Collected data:
----------------

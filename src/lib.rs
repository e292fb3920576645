// src/lib.rs

pub mod config;
pub mod error;
pub mod handlers;
pub mod models;
pub mod repository;
pub mod routes;
pub mod services;
pub mod state;
pub mod utils;

// Re-export specific items for convenience if needed
pub use routes::create_router;
// src/utils/response.rs

use axum::Json;
use serde::Serialize;

/// Success envelope shared by every endpoint: `{"success": true, "data": ...}`.
#[derive(Debug, Serialize)]
pub struct ApiResponse<T> {
    pub success: bool,
    pub data: T,
}

impl<T: Serialize> ApiResponse<T> {
    pub fn ok(data: T) -> Json<Self> {
        Json(Self {
            success: true,
            data,
        })
    }
}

----------------

THE TASK: Write out exactly the lines that run from the one containing "#[derive(Debug, Serialize)]" to the end of the records, both end lines included.

OUTPUT FOR THIS TASK:
#[derive(Debug, Serialize)]
pub struct ApiResponse<T> {
    pub success: bool,
    pub data: T,
}

impl<T: Serialize> ApiResponse<T> {
    pub fn ok(data: T) -> Json<Self> {
        Json(Self {
            success: true,
            data,
        })
    }
}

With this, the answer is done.